I should have added that if you accept that subtracting a positive is the same as adding a negative then it follows that subtracting a negative is the same as adding a positive.

I think I just follow the rule and don’t think about it much. That’s the thing about the basics in math, the people (kids) who just learn the rules and apply them usually do well in beginning math. The kids who keep trying to understand sometimes have a much harder time. Although, the math geniuses I think understand it and apply it and move through the information in amazing way.

For me, the graph showing the positive and negative numbers on each side of zero explained it effectively. Thereafter, whenever I saw a negative number added to a positive, it was the same as a subtraction problem with two positive numbers. If I wasn’t sure, I would envision the graph.

…-3 —- -2 —- -1 —- **0** —- +1 —- +2 —- +3…

Thinking about it as the numbers being on either side of zero, as shown immediately above, is the best way to visualize it. When we subtract we move to the left, but when you subtract a negative it moves you to the right.

However, it’s still easier in my opinion to just know the rule. When you see subtract a negative, just change the symbols to a plus sign, and don’t overthink it.

I imagined it like @Espiritus_Corvus described. We probably went to school around the same time and used similar textbooks. That worked very well for me. Complex numbers added a second dimension for graphing, then a third for vectors, then a fourth for Quaternians for describing spacial mechanisms.

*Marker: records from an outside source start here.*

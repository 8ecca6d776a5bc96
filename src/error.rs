//! Error types for symbench operations.
//!
//! One error enum per subsystem:
//! - Case discovery (configuration errors in the build output)
//! - Build pipelines
//! - Resource-limited tool execution
//! - Result persistence
//! - Aggregation over persisted results
//!
//! Per-case tool anomalies (crashes, missing result lines, timeouts) are not
//! errors; they are folded into an `unknown` outcome by the parser.

use std::path::PathBuf;

use thiserror::Error;

/// Errors that can occur while discovering cases from build artifacts.
#[derive(Debug, Error)]
pub enum CatalogError {
    #[error("Build output directory not found: {0}")]
    MissingBuildDir(PathBuf),

    #[error("Source file is not in the safe or unsafe directories: {0}")]
    UnclassifiedOutcome(String),

    #[error("Source file is neither in 'ds-test' nor in '1tx-abstract' directory: {0}")]
    UnclassifiedMode(String),

    #[error("Malformed build artifact '{path}': {reason}")]
    MalformedArtifact { path: PathBuf, reason: String },

    #[error("Failed to walk build output: {0}")]
    Walk(#[from] walkdir::Error),

    #[error("IO error: {0}")]
    Io(#[from] std::io::Error),

    #[error("JSON error: {0}")]
    Json(#[from] serde_json::Error),
}

/// Errors that can occur while running a build pipeline.
#[derive(Debug, Error)]
pub enum BuildError {
    #[error("{system} build failed with exit code {code:?}: {stderr}")]
    Failed {
        system: String,
        code: Option<i32>,
        stderr: String,
    },

    #[error("Failed to launch {system} build: {reason}")]
    Spawn { system: String, reason: String },

    #[error("Failed to reset build output directory {path}: {reason}")]
    ResetOutput { path: PathBuf, reason: String },
}

/// Errors that can occur while executing a tool under the resource limiter.
#[derive(Debug, Error)]
pub enum RunnerError {
    #[error("Cannot create unique scratch file after {attempts} attempts, last try was: {last}")]
    ScratchExhausted { attempts: u32, last: PathBuf },

    #[error("Failed to launch '{command}': {reason}")]
    Spawn { command: String, reason: String },

    #[error("Version query '{command}' failed with exit code {code:?}: {stderr}")]
    VersionQuery {
        command: String,
        code: Option<i32>,
        stderr: String,
    },

    #[error("IO error: {0}")]
    Io(#[from] std::io::Error),
}

/// Errors that can occur while driving the tool x case matrix.
#[derive(Debug, Error)]
pub enum CoordinatorError {
    #[error("Build failed for tool '{tool}': {source}")]
    Build {
        tool: String,
        #[source]
        source: BuildError,
    },

    #[error("Runner error for tool '{tool}': {source}")]
    Runner {
        tool: String,
        #[source]
        source: RunnerError,
    },
}

/// Errors that can occur while persisting or loading results.
#[derive(Debug, Error)]
pub enum StoreError {
    #[error("Result file not found: {0}")]
    NotFound(PathBuf),

    #[error("IO error: {0}")]
    Io(#[from] std::io::Error),

    #[error("JSON error: {0}")]
    Json(#[from] serde_json::Error),
}

/// Errors that can occur while aggregating persisted results.
#[derive(Debug, Error)]
pub enum AggregateError {
    #[error("No data in result set")]
    EmptyResultSet,

    #[error("Some systems were run with differing timeouts: {0:?}. Delete the old results and run all with the same timeout")]
    MixedTimeouts(Vec<u64>),

    #[error("Solver '{solver}' was not run on instance '{instance}'")]
    MissingResult { solver: String, instance: String },

    #[error("Failed to write table '{path}': {source}")]
    WriteTable {
        path: PathBuf,
        #[source]
        source: std::io::Error,
    },

    #[error("IO error: {0}")]
    Io(#[from] std::io::Error),
}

I probably went to school at around the same time as @Espiritus_Corvus and @LuckyGuy, too, and used somewhat similar logic. But I think I was taught to think of it as a logic issue more than a ‘number issue’. That is, a plus-plus was always a plus, and a double-negative minus-minus was also a plus. I’m trying to recall how and when I first came to the realization that a plus-minus or a minus-plus was always going to be a negative, though. (It can’t have been just now!) However, as noted below, I don’t really recall the process by which this became innate to my thought and calculations processes.

But that’s true, isn’t it? Adding a positive number to a value will result in a value shifted rightward along the number line (or higher along the y axis, if working in two dimensions), and subtracting a negative number will do the same thing, since we’re “taking away” a negative amount, which is the same as adding.

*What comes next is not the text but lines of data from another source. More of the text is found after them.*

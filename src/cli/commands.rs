//! CLI command definitions for symbench.
//!
//! `run` benchmarks every configured tool over the case corpus, `cases`
//! lists the corpus, and `graphs` turns persisted results into plot tables.

use std::path::PathBuf;

use clap::Parser;
use serde::Serialize;
use tracing::info;

use crate::aggregate::{write_tables, Aggregator};
use crate::catalog::{shuffle_cases, CaseCatalog};
use crate::config::{
    default_tools, load_tools, BenchConfig, DEFAULT_CURVE_HORIZON_SECS, DEFAULT_SOLC_VERSION,
    DEFAULT_TIMEOUT_SECS,
};
use crate::coordinator::{RunCoordinator, RunSummary};
use crate::runner::{LimiterConfig, ResourceLimitedRunner};
use crate::store::{ResultStore, LATEST_STEM};
use crate::tools::{create_pipeline, BuildSystem};

/// Default directory for generated plot tables.
const DEFAULT_GRAPHS_DIR: &str = "graphs";

/// Benchmark harness for symbolic-execution and SMT verification tools.
#[derive(Parser)]
#[command(name = "symbench")]
#[command(about = "Run verification tools over a case corpus and compare them")]
#[command(version)]
#[command(
    long_about = "symbench runs every configured verification tool over the cases found in a forge build, \
classifies each verdict against the expected outcome, and writes JSON/CSV results.\n\n\
Example usage:\n  symbench run -t 60 --limit 50\n  symbench graphs --results results-latest.json"
)]
pub struct Cli {
    /// The subcommand to execute.
    #[command(subcommand)]
    pub command: Commands,

    /// Log level (trace, debug, info, warn, error).
    #[arg(short, long, default_value = "info", global = true)]
    pub log_level: String,

    /// Log full tool output for every case.
    #[arg(short, long, global = true)]
    pub verbose: bool,
}

/// Available CLI subcommands.
#[derive(clap::Subcommand)]
pub enum Commands {
    /// Build, discover cases and run every tool over them.
    #[command(alias = "bench")]
    Run(RunArgs),

    /// List the cases found in the build output.
    Cases(CasesArgs),

    /// Validate persisted results and write cumulative, pairwise and per-instance tables.
    Graphs(GraphsArgs),
}

/// Arguments for `symbench run`.
#[derive(Parser, Debug)]
pub struct RunArgs {
    /// Seed for the case shuffle.
    #[arg(short = 's', long, default_value = "1")]
    pub seed: u64,

    /// solc version used to compile contracts.
    #[arg(long = "solcv", default_value = DEFAULT_SOLC_VERSION)]
    pub solc_version: String,

    /// Wall-clock limit per case, in seconds.
    #[arg(short = 't', long, default_value_t = DEFAULT_TIMEOUT_SECS)]
    pub timeout: u64,

    /// Maximum number of cases to run.
    #[arg(long, default_value = "100000")]
    pub limit: usize,

    /// YAML file describing the tools to run (defaults to the built-in set).
    #[arg(long)]
    pub tools: Option<PathBuf>,

    /// Benchmark project directory.
    #[arg(short = 'p', long, default_value = ".")]
    pub project: PathBuf,

    /// Directory receiving result files.
    #[arg(short = 'o', long, default_value = ".")]
    pub results_dir: PathBuf,

    /// Directory for telemetry scratch files (defaults to the build output).
    #[arg(long)]
    pub scratch_dir: Option<PathBuf>,

    /// GNU time executable.
    #[arg(long, default_value = "time")]
    pub time_cmd: String,

    /// runlim executable.
    #[arg(long, default_value = "runlim")]
    pub runlim_cmd: String,

    /// Print per-tool summaries as JSON.
    #[arg(short = 'j', long)]
    pub json: bool,
}

/// Arguments for `symbench cases`.
#[derive(Parser, Debug)]
pub struct CasesArgs {
    /// Benchmark project directory.
    #[arg(short = 'p', long, default_value = ".")]
    pub project: PathBuf,

    /// Run the forge build before discovering.
    #[arg(long)]
    pub build: bool,

    /// solc version used when building.
    #[arg(long = "solcv", default_value = DEFAULT_SOLC_VERSION)]
    pub solc_version: String,
}

/// Arguments for `symbench graphs`.
#[derive(Parser, Debug)]
pub struct GraphsArgs {
    /// JSON result files to aggregate.
    #[arg(short = 'r', long = "results", num_args = 1.., default_value = "results-latest.json")]
    pub results: Vec<PathBuf>,

    /// Directory receiving the tables.
    #[arg(short = 'o', long, default_value = DEFAULT_GRAPHS_DIR)]
    pub output: PathBuf,

    /// Exclusive upper bound of the cumulative curves, in seconds.
    #[arg(long, default_value_t = DEFAULT_CURVE_HORIZON_SECS)]
    pub horizon: u64,
}

/// Parse CLI arguments and return the Cli struct.
///
/// This allows main.rs to access CLI arguments (like log_level) before running commands.
pub fn parse_cli() -> Cli {
    Cli::parse()
}

/// Run the CLI by parsing arguments and executing the command.
pub async fn run() -> anyhow::Result<()> {
    run_with_cli(parse_cli()).await
}

/// Run the CLI with the parsed arguments.
pub async fn run_with_cli(cli: Cli) -> anyhow::Result<()> {
    match cli.command {
        Commands::Run(args) => run_bench_command(args, cli.verbose).await,
        Commands::Cases(args) => run_cases_command(args).await,
        Commands::Graphs(args) => run_graphs_command(args),
    }
}

impl RunArgs {
    fn to_config(&self, verbose: bool) -> anyhow::Result<BenchConfig> {
        let tools = match &self.tools {
            Some(path) => load_tools(path)?,
            None => default_tools(),
        };
        let mut config = BenchConfig::new(&self.project)
            .with_seed(self.seed)
            .with_solc_version(&self.solc_version)
            .with_timeout(self.timeout)
            .with_limit(self.limit)
            .with_results_dir(&self.results_dir)
            .with_limiter(LimiterConfig::new(&self.time_cmd, &self.runlim_cmd))
            .with_tools(tools)
            .with_verbose(verbose);
        if let Some(dir) = &self.scratch_dir {
            config = config.with_scratch_dir(dir);
        }
        config.validate()?;
        Ok(config)
    }
}

#[derive(Debug, Serialize)]
struct RunOutput {
    timestamp: String,
    results_json: PathBuf,
    results_csv: PathBuf,
    runs: Vec<RunSummary>,
}

async fn run_bench_command(args: RunArgs, verbose: bool) -> anyhow::Result<()> {
    let config = args.to_config(verbose)?;

    create_pipeline(BuildSystem::Forge).build(&config).await?;
    let cases = CaseCatalog::new(&config).discover()?;
    info!("Cases gathered:");
    for case in &cases {
        info!("-> {}", case);
    }
    let cases = shuffle_cases(cases, config.seed);

    let runner = ResourceLimitedRunner::new(&config)?;
    let coordinator = RunCoordinator::new(&config, Box::new(runner));
    let batch = coordinator.run_matrix(&config.tools, &cases).await?;
    let written = ResultStore::new(&config).write_batch(&batch)?;

    let output = RunOutput {
        timestamp: batch.timestamp.clone(),
        results_json: written.json,
        results_csv: written.csv,
        runs: batch.runs.iter().map(|run| run.summary()).collect(),
    };

    if args.json {
        println!("{}", serde_json::to_string_pretty(&output)?);
    } else {
        println!("\n=== Benchmark Results ({}) ===", output.timestamp);
        for s in &output.runs {
            println!(
                "  {} total={} safe={} unsafe={} unknown={} correct={} incorrect={} avg={:.2}s",
                s.run_id,
                s.total,
                s.safe,
                s.unsafe_,
                s.unknown,
                s.correct,
                s.incorrect,
                s.avg_solved_time_secs
            );
        }
        println!("Generated file {}", output.results_csv.display());
        println!("Generated file {}", output.results_json.display());
        println!("Copied to {LATEST_STEM}.json and {LATEST_STEM}.csv");
    }
    Ok(())
}

async fn run_cases_command(args: CasesArgs) -> anyhow::Result<()> {
    let config = BenchConfig::new(&args.project).with_solc_version(&args.solc_version);
    if args.build {
        create_pipeline(BuildSystem::Forge).build(&config).await?;
    }
    let cases = CaseCatalog::new(&config).discover()?;
    for case in &cases {
        println!("{}\t{}\t{}", case.name(), case.mode, case.expected);
    }
    Ok(())
}

fn run_graphs_command(args: GraphsArgs) -> anyhow::Result<()> {
    let config = BenchConfig::default().with_curve_horizon(args.horizon);
    let rows = ResultStore::load(&args.results)?;
    let aggregator = Aggregator::new(&config, rows)?;

    let written = write_tables(&args.output, &aggregator)?;
    println!("Solvers: {}", aggregator.solvers().join(", "));
    for path in &written {
        println!("Generated {}", path.display());
    }
    Ok(())
}

#[cfg(test)]
mod tests {
    use super::*;
    use clap::CommandFactory;

    #[test]
    fn test_cli_parses() {
        // Verify CLI definition is valid
        Cli::command().debug_assert();
    }

    #[test]
    fn test_run_command_defaults() {
        let cli = Cli::try_parse_from(["symbench", "run"]).expect("should parse");
        assert_eq!(cli.log_level, "info");
        assert!(!cli.verbose);

        match cli.command {
            Commands::Run(args) => {
                assert_eq!(args.seed, 1);
                assert_eq!(args.solc_version, "0.8.19");
                assert_eq!(args.timeout, 25);
                assert_eq!(args.limit, 100_000);
                assert!(args.tools.is_none());
                assert_eq!(args.time_cmd, "time");
                assert_eq!(args.runlim_cmd, "runlim");
                assert!(args.scratch_dir.is_none());
                assert!(!args.json);
            }
            _ => panic!("Expected Run command"),
        }
    }

    #[test]
    fn test_run_command_with_options() {
        let cli = Cli::try_parse_from([
            "symbench", "-v", "run", "-s", "7", "--solcv", "0.8.21", "-t", "60", "--limit",
            "10", "--tools", "tools.yaml", "-p", "bench", "-j",
        ])
        .expect("should parse");
        assert!(cli.verbose);

        match cli.command {
            Commands::Run(args) => {
                assert_eq!(args.seed, 7);
                assert_eq!(args.solc_version, "0.8.21");
                assert_eq!(args.timeout, 60);
                assert_eq!(args.limit, 10);
                assert_eq!(args.tools, Some(PathBuf::from("tools.yaml")));
                assert_eq!(args.project, PathBuf::from("bench"));
                assert!(args.json);

                let config = RunArgs {
                    tools: None,
                    ..args
                }
                .to_config(true)
                .unwrap();
                assert_eq!(config.timeout_secs, 60);
                assert_eq!(config.seed, 7);
                assert!(config.verbose);
                assert_eq!(config.tools.len(), 3);
            }
            _ => panic!("Expected Run command"),
        }
    }

    #[test]
    fn test_run_scratch_dir_option() {
        let cli = Cli::try_parse_from([
            "symbench",
            "run",
            "-p",
            "bench",
            "--scratch-dir",
            "/tmp/shard-2",
        ])
        .expect("should parse");
        match cli.command {
            Commands::Run(args) => {
                assert_eq!(args.scratch_dir, Some(PathBuf::from("/tmp/shard-2")));
                let config = args.to_config(false).unwrap();
                assert_eq!(config.scratch_path(), PathBuf::from("/tmp/shard-2"));
                assert_eq!(config.build_path(), PathBuf::from("bench/out"));
            }
            _ => panic!("Expected Run command"),
        }
    }

    #[test]
    fn test_run_rejects_positional_arguments() {
        assert!(Cli::try_parse_from(["symbench", "run", "extra"]).is_err());
    }

    #[test]
    fn test_run_zero_timeout_is_rejected() {
        let cli = Cli::try_parse_from(["symbench", "run", "-t", "0"]).expect("should parse");
        match cli.command {
            Commands::Run(args) => assert!(args.to_config(false).is_err()),
            _ => panic!("Expected Run command"),
        }
    }

    #[test]
    fn test_graphs_command_defaults() {
        let cli = Cli::try_parse_from(["symbench", "graphs"]).expect("should parse");
        match cli.command {
            Commands::Graphs(args) => {
                assert_eq!(args.results, vec![PathBuf::from("results-latest.json")]);
                assert_eq!(args.output, PathBuf::from("graphs"));
                assert_eq!(args.horizon, 3600);
            }
            _ => panic!("Expected Graphs command"),
        }
    }

    #[test]
    fn test_graphs_accepts_multiple_result_files() {
        let cli = Cli::try_parse_from([
            "symbench",
            "graphs",
            "--results",
            "a.json",
            "b.json",
        ])
        .expect("should parse");
        match cli.command {
            Commands::Graphs(args) => assert_eq!(args.results.len(), 2),
            _ => panic!("Expected Graphs command"),
        }
    }

    #[test]
    fn test_bench_alias() {
        let cli = Cli::try_parse_from(["symbench", "bench", "--limit", "3"]).expect("should parse");
        match cli.command {
            Commands::Run(args) => assert_eq!(args.limit, 3),
            _ => panic!("Expected Run command"),
        }
    }
}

In contexts where the process involves subtracting a positive value or adding a negative value, though, the movement is always leftward (or down) on the axis. And the same principle holds through multiplication, too.

I don’t recall the process by which I learned that, it’s so far back in memory. All I know now is that it’s part of my “flow” calculation ability, and I don’t have to think about it at all.

Well, it’s like looking in a mirror. It’s backwards.

When I taught it I don’t go into great depths as to the logic. I just had them (and me) memorize the chant, “A negative minus a negative equals a positive.”

Math is one of my favorite subjects to teach. It’s so straight forward. It’s also hard to be creative and interesting like you can be with all other subjects. Memorization works best. And memorizing can be fun!

I’m pretty sure I’m a generation younger and I learned it the same way as Lucky and Espiritus. Are they not teaching it that way anymore?

@CWOTUS A plus-minus and vice versa isn’t always a “negative” in that it doesn’t always have a negative answer. It depends on which is larger, the negative number or the positive one. I think that the language can get confusing in that I try to stick to using the word negative and positive only describing the number, and minus and plus when talking about the symbol used to dictate the calculation.

I can see that the words and images I introduced in the first paragraph of my response may have indicated a certainty in final result that was not intended, @JLeslie. I thought that I corrected that adequately in my second paragraph, when I referred to “movement among a number line” as being in a positive or negative direction, depending upon the values and operators.

You did. I should have read through more carefully. I think people who are confused by the concept might still be unsure even after all of our explanations. LOL. I think it’s difficult to learn math from reading.

The number line is a very useful tool for picturing real numbers. There is additionally a symmetry between positive and negative numbers with respect to addition and subtraction that people don’t pick up on. What I was trying to say, though not very well, is that you can picture positive and negative numbers as opposing forces. When you add two of the same type, they combine to create a bigger force in the same direction. When you subtract one of them, the direction of the force is reversed. This holds for both positive numbers and negative numbers.

@LuckyGuy, I was just reading that it took a while before complex numbers were represented as points in the plane. It simplifies things conceptually when you can think of multiplying complex numbers as adding angles and multiplying lengths.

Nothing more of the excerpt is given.